:: AVAILABLE DATA ::

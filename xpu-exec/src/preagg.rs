//! Per-warp pre-aggregation.
//!
//! A warp folds the rows reaching the last depth into a small local table of groups and
//! writes the table out as partial rows (`keys ++ partial states`) when it fills up, when
//! the warp finishes, or when it suspends. The host merges partial rows of every warp and
//! every launch with [`finalize_preagg`].

use std::cmp::Ordering;

use rustc_hash::FxHashMap;
use xpu_compute::{DevResult, datum_cmp};
use xpu_expr::{AggKind, ExprProgram, OpCode};
use xpu_kds::Kds;
use xpu_result::{DeviceError, Error, Result};
use xpu_types::codec::{WireReader, WireWriter};
use xpu_types::{Datum, DatumKey, TypeOpcode};

/// Shape of the pre-aggregation entry of a program.
#[derive(Debug, Clone, PartialEq)]
pub struct PreAggLayout {
    pub nkeys: usize,
    pub aggs: Vec<AggKind>,
    /// Argument type per aggregate; `None` for `COUNT(*)`.
    pub arg_types: Vec<Option<TypeOpcode>>,
}

impl PreAggLayout {
    pub fn from_program(program: &ExprProgram) -> Option<PreAggLayout> {
        let node = program.node(program.entries().preagg?)?;
        let OpCode::PreAgg { nkeys, aggs } = &node.opcode else {
            return None;
        };
        let args = program.args(node);
        let nkeys = *nkeys as usize;
        let mut next = nkeys;
        let mut arg_types = Vec::with_capacity(aggs.len());
        for agg in aggs {
            if agg.takes_argument() {
                arg_types.push(args.get(next).and_then(|&a| program.node(a)?.exptype));
                next += 1;
            } else {
                arg_types.push(None);
            }
        }
        Some(PreAggLayout {
            nkeys,
            aggs: aggs.clone(),
            arg_types,
        })
    }

    /// Partial state of an empty group.
    pub fn empty_partials(&self) -> Vec<Datum> {
        let mut out = Vec::new();
        for agg in &self.aggs {
            match agg {
                AggKind::CountStar | AggKind::Count => out.push(Datum::Int8(0)),
                AggKind::Sum | AggKind::Min | AggKind::Max => out.push(Datum::Null),
                AggKind::Avg => {
                    out.push(Datum::Int8(0));
                    out.push(Datum::Float8(0.0));
                }
            }
        }
        out
    }

    /// Fold one row's aggregate arguments into `partials`.
    pub fn accumulate(&self, partials: &mut [Datum], args: &[Option<Datum>]) -> DevResult<()> {
        let mut col = 0;
        for (agg, arg) in self.aggs.iter().zip(args) {
            let arg = arg.as_ref().filter(|a| !a.is_null());
            match agg {
                AggKind::CountStar => add_count(&mut partials[col], 1)?,
                AggKind::Count => add_count(&mut partials[col], arg.is_some() as i64)?,
                AggKind::Sum => {
                    if let Some(v) = arg {
                        partials[col] = sum_datum(&partials[col], v)?;
                    }
                }
                AggKind::Min | AggKind::Max => {
                    if let Some(v) = arg {
                        keep_extreme(&mut partials[col], v, *agg == AggKind::Max);
                    }
                }
                AggKind::Avg => {
                    if let Some(v) = arg {
                        add_count(&mut partials[col], 1)?;
                        let x = v.as_f64().or_else(|| v.as_i64().map(|i| i as f64));
                        let x = x.ok_or_else(|| {
                            DeviceError::fatal("preagg_avg", format!("non-numeric {v:?}"))
                        })?;
                        partials[col + 1] = sum_datum(&partials[col + 1], &Datum::Float8(x))?;
                    }
                    col += 1;
                }
            }
            col += 1;
        }
        Ok(())
    }

    /// Merge the partial state `from` into `into`.
    pub fn combine(&self, into: &mut [Datum], from: &[Datum]) -> DevResult<()> {
        let mut col = 0;
        for agg in &self.aggs {
            let width = if *agg == AggKind::Avg { 2 } else { 1 };
            for c in col..col + width {
                let src = &from[c];
                if src.is_null() {
                    continue;
                }
                match agg {
                    AggKind::Min | AggKind::Max => {
                        keep_extreme(&mut into[c], src, *agg == AggKind::Max)
                    }
                    _ => into[c] = sum_datum(&into[c], src)?,
                }
            }
            col += width;
        }
        Ok(())
    }

    /// Final aggregate values of a merged partial state.
    pub fn finish(&self, partials: &[Datum]) -> Vec<Datum> {
        let mut out = Vec::with_capacity(self.aggs.len());
        let mut col = 0;
        for agg in &self.aggs {
            match agg {
                AggKind::Avg => {
                    let n = partials[col].as_i64().unwrap_or(0);
                    let sum = partials[col + 1].as_f64().unwrap_or(0.0);
                    out.push(if n == 0 {
                        Datum::Null
                    } else {
                        Datum::Float8(sum / n as f64)
                    });
                    col += 2;
                }
                _ => {
                    out.push(partials[col].clone());
                    col += 1;
                }
            }
        }
        out
    }

    /// Width of a partial row.
    pub fn partial_width(&self) -> usize {
        self.nkeys
            + self
                .aggs
                .iter()
                .map(|a| if *a == AggKind::Avg { 2 } else { 1 })
                .sum::<usize>()
    }
}

fn add_count(slot: &mut Datum, n: i64) -> DevResult<()> {
    let cur = slot.as_i64().unwrap_or(0);
    let next = cur
        .checked_add(n)
        .ok_or_else(|| DeviceError::eval("preagg_count", "bigint out of range"))?;
    *slot = Datum::Int8(next);
    Ok(())
}

fn sum_datum(acc: &Datum, v: &Datum) -> DevResult<Datum> {
    if v.type_opcode().is_some_and(TypeOpcode::is_float) {
        let x = v.as_f64().unwrap_or(0.0);
        let cur = acc.as_f64().unwrap_or(0.0);
        let r = cur + x;
        if r.is_infinite() && cur.is_finite() && x.is_finite() {
            return Err(DeviceError::eval("preagg_sum", "value out of range: overflow"));
        }
        return Ok(Datum::Float8(r));
    }
    let x = v
        .as_i64()
        .ok_or_else(|| DeviceError::fatal("preagg_sum", format!("non-numeric {v:?}")))?;
    let cur = acc.as_i64().unwrap_or(0);
    cur.checked_add(x)
        .map(Datum::Int8)
        .ok_or_else(|| DeviceError::eval("preagg_sum", "bigint out of range"))
}

fn keep_extreme(slot: &mut Datum, v: &Datum, max: bool) {
    let replace = match datum_cmp(v, slot) {
        _ if slot.is_null() => true,
        Some(Ordering::Greater) => max,
        Some(Ordering::Less) => !max,
        _ => false,
    };
    if replace {
        *slot = v.clone();
    }
}

#[derive(Debug, Clone, PartialEq)]
pub(crate) struct Group {
    pub(crate) keys: Vec<Datum>,
    pub(crate) partials: Vec<Datum>,
}

/// Bounded group table of one warp.
#[derive(Debug, Clone, Default)]
pub struct GroupTable {
    index: FxHashMap<DatumKey, usize>,
    groups: Vec<Group>,
}

impl GroupTable {
    #[inline]
    pub fn len(&self) -> usize {
        self.groups.len()
    }

    #[inline]
    pub fn is_empty(&self) -> bool {
        self.groups.is_empty()
    }

    /// Partial state of the group `keys`, creating it if there is room for `capacity`
    /// groups. `None` means the table must be flushed first.
    pub(crate) fn entry(
        &mut self,
        keys: &[Datum],
        layout: &PreAggLayout,
        capacity: usize,
    ) -> Option<&mut Vec<Datum>> {
        let key = DatumKey(keys.to_vec());
        let idx = match self.index.get(&key) {
            Some(&idx) => idx,
            None if self.groups.len() >= capacity => return None,
            None => {
                self.groups.push(Group {
                    keys: keys.to_vec(),
                    partials: layout.empty_partials(),
                });
                self.index.insert(key, self.groups.len() - 1);
                self.groups.len() - 1
            }
        };
        Some(&mut self.groups[idx].partials)
    }

    /// Partial rows in table order.
    pub(crate) fn rows(&self) -> impl Iterator<Item = Vec<Datum>> + '_ {
        self.groups
            .iter()
            .map(|g| g.keys.iter().chain(&g.partials).cloned().collect())
    }

    /// Forget the first `n` groups once they have been written out.
    pub(crate) fn drain_front(&mut self, n: usize) {
        self.groups.drain(..n.min(self.groups.len()));
        self.index = self
            .groups
            .iter()
            .enumerate()
            .map(|(i, g)| (DatumKey(g.keys.clone()), i))
            .collect();
    }

    pub(crate) fn encode(&self, w: &mut WireWriter) -> Result<()> {
        w.put_u32(self.groups.len() as u32);
        for g in &self.groups {
            w.put_u16(g.keys.len() as u16);
            for k in &g.keys {
                w.put_datum(k)?;
            }
            w.put_u16(g.partials.len() as u16);
            for p in &g.partials {
                w.put_datum(p)?;
            }
        }
        Ok(())
    }

    pub(crate) fn decode(r: &mut WireReader<'_>) -> Result<GroupTable> {
        let n = r.get_u32()? as usize;
        let mut table = GroupTable::default();
        for _ in 0..n {
            let nkeys = r.get_u16()? as usize;
            let keys = (0..nkeys).map(|_| r.get_datum()).collect::<Result<Vec<_>>>()?;
            let np = r.get_u16()? as usize;
            let partials = (0..np).map(|_| r.get_datum()).collect::<Result<Vec<_>>>()?;
            table.groups.push(Group { keys, partials });
        }
        table.drain_front(0);
        Ok(table)
    }
}

/// Merge the partial rows of `chunks` and `extra_rows` into one final row per group:
/// the grouping keys followed by one value per aggregate.
pub fn finalize_preagg(
    program: &ExprProgram,
    chunks: &[Kds],
    extra_rows: &[Vec<Datum>],
) -> Result<Vec<Vec<Datum>>> {
    let layout = PreAggLayout::from_program(program)
        .ok_or_else(|| Error::InvalidArgumentError("program has no pre-aggregation".into()))?;
    let mut index: FxHashMap<DatumKey, usize> = FxHashMap::default();
    let mut groups: Vec<Group> = Vec::new();
    let mut merge = |row: &[Datum]| -> Result<()> {
        if row.len() != layout.partial_width() {
            return Err(Error::InvalidArgumentError(format!(
                "partial row has {} columns, expected {}",
                row.len(),
                layout.partial_width()
            )));
        }
        let (keys, partials) = row.split_at(layout.nkeys);
        let key = DatumKey(keys.to_vec());
        match index.get(&key) {
            Some(&i) => layout.combine(&mut groups[i].partials, partials)?,
            None => {
                index.insert(key, groups.len());
                groups.push(Group {
                    keys: keys.to_vec(),
                    partials: partials.to_vec(),
                });
            }
        }
        Ok(())
    };
    for chunk in chunks {
        for row in chunk.rows()? {
            merge(&row)?;
        }
    }
    for row in extra_rows {
        merge(row)?;
    }
    tracing::debug!("[PREAGG] finalized {} groups", groups.len());
    Ok(groups
        .into_iter()
        .map(|g| {
            let mut row = g.keys;
            row.extend(layout.finish(&g.partials));
            row
        })
        .collect())
}

#[cfg(test)]
mod tests {
    use super::*;

    fn layout() -> PreAggLayout {
        PreAggLayout {
            nkeys: 1,
            aggs: vec![AggKind::CountStar, AggKind::Sum, AggKind::Max, AggKind::Avg],
            arg_types: vec![
                None,
                Some(TypeOpcode::Int4),
                Some(TypeOpcode::Int4),
                Some(TypeOpcode::Int4),
            ],
        }
    }

    fn args(v: Option<i32>) -> Vec<Option<Datum>> {
        let d = v.map_or(Datum::Null, Datum::Int4);
        vec![None, Some(d.clone()), Some(d.clone()), Some(d)]
    }

    #[test]
    fn accumulate_skips_nulls_except_count_star() {
        let l = layout();
        let mut p = l.empty_partials();
        for v in [Some(4), None, Some(10)] {
            l.accumulate(&mut p, &args(v)).unwrap();
        }
        assert_eq!(
            p,
            vec![
                Datum::Int8(3),
                Datum::Int8(14),
                Datum::Int4(10),
                Datum::Int8(2),
                Datum::Float8(14.0)
            ]
        );
        assert_eq!(
            l.finish(&p),
            vec![Datum::Int8(3), Datum::Int8(14), Datum::Int4(10), Datum::Float8(7.0)]
        );
    }

    #[test]
    fn combine_merges_partials() {
        let l = layout();
        let (mut a, mut b) = (l.empty_partials(), l.empty_partials());
        l.accumulate(&mut a, &args(Some(1))).unwrap();
        l.accumulate(&mut b, &args(Some(7))).unwrap();
        l.accumulate(&mut b, &args(None)).unwrap();
        l.combine(&mut a, &b).unwrap();
        assert_eq!(
            l.finish(&a),
            vec![Datum::Int8(3), Datum::Int8(8), Datum::Int4(7), Datum::Float8(4.0)]
        );
        // no non-null input at all
        let empty = l.empty_partials();
        assert_eq!(l.finish(&empty)[1..], [Datum::Null, Datum::Null, Datum::Null]);
    }

    #[test]
    fn integer_sum_overflow_is_an_eval_error() {
        let l = PreAggLayout {
            nkeys: 0,
            aggs: vec![AggKind::Sum],
            arg_types: vec![Some(TypeOpcode::Int8)],
        };
        let mut p = l.empty_partials();
        l.accumulate(&mut p, &[Some(Datum::Int8(i64::MAX))]).unwrap();
        let err = l.accumulate(&mut p, &[Some(Datum::Int8(1))]).unwrap_err();
        assert_eq!(err.message, "bigint out of range");
    }

    #[test]
    fn table_respects_capacity_and_drains() {
        let l = layout();
        let mut t = GroupTable::default();
        assert!(t.entry(&[Datum::Int4(1)], &l, 2).is_some());
        assert!(t.entry(&[Datum::Int4(2)], &l, 2).is_some());
        assert!(t.entry(&[Datum::Int4(3)], &l, 2).is_none());
        // existing groups stay reachable when full
        assert!(t.entry(&[Datum::Int8(1)], &l, 2).is_some());
        t.drain_front(1);
        assert_eq!(t.len(), 1);
        assert_eq!(t.rows().next().unwrap()[0], Datum::Int4(2));
        assert!(t.entry(&[Datum::Int4(3)], &l, 2).is_some());
    }
}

:::

[TASK DESCRIPTION]
Using the entries above, say how many lines include the word "node", with no other output.

[EXERCISE RESULT]
4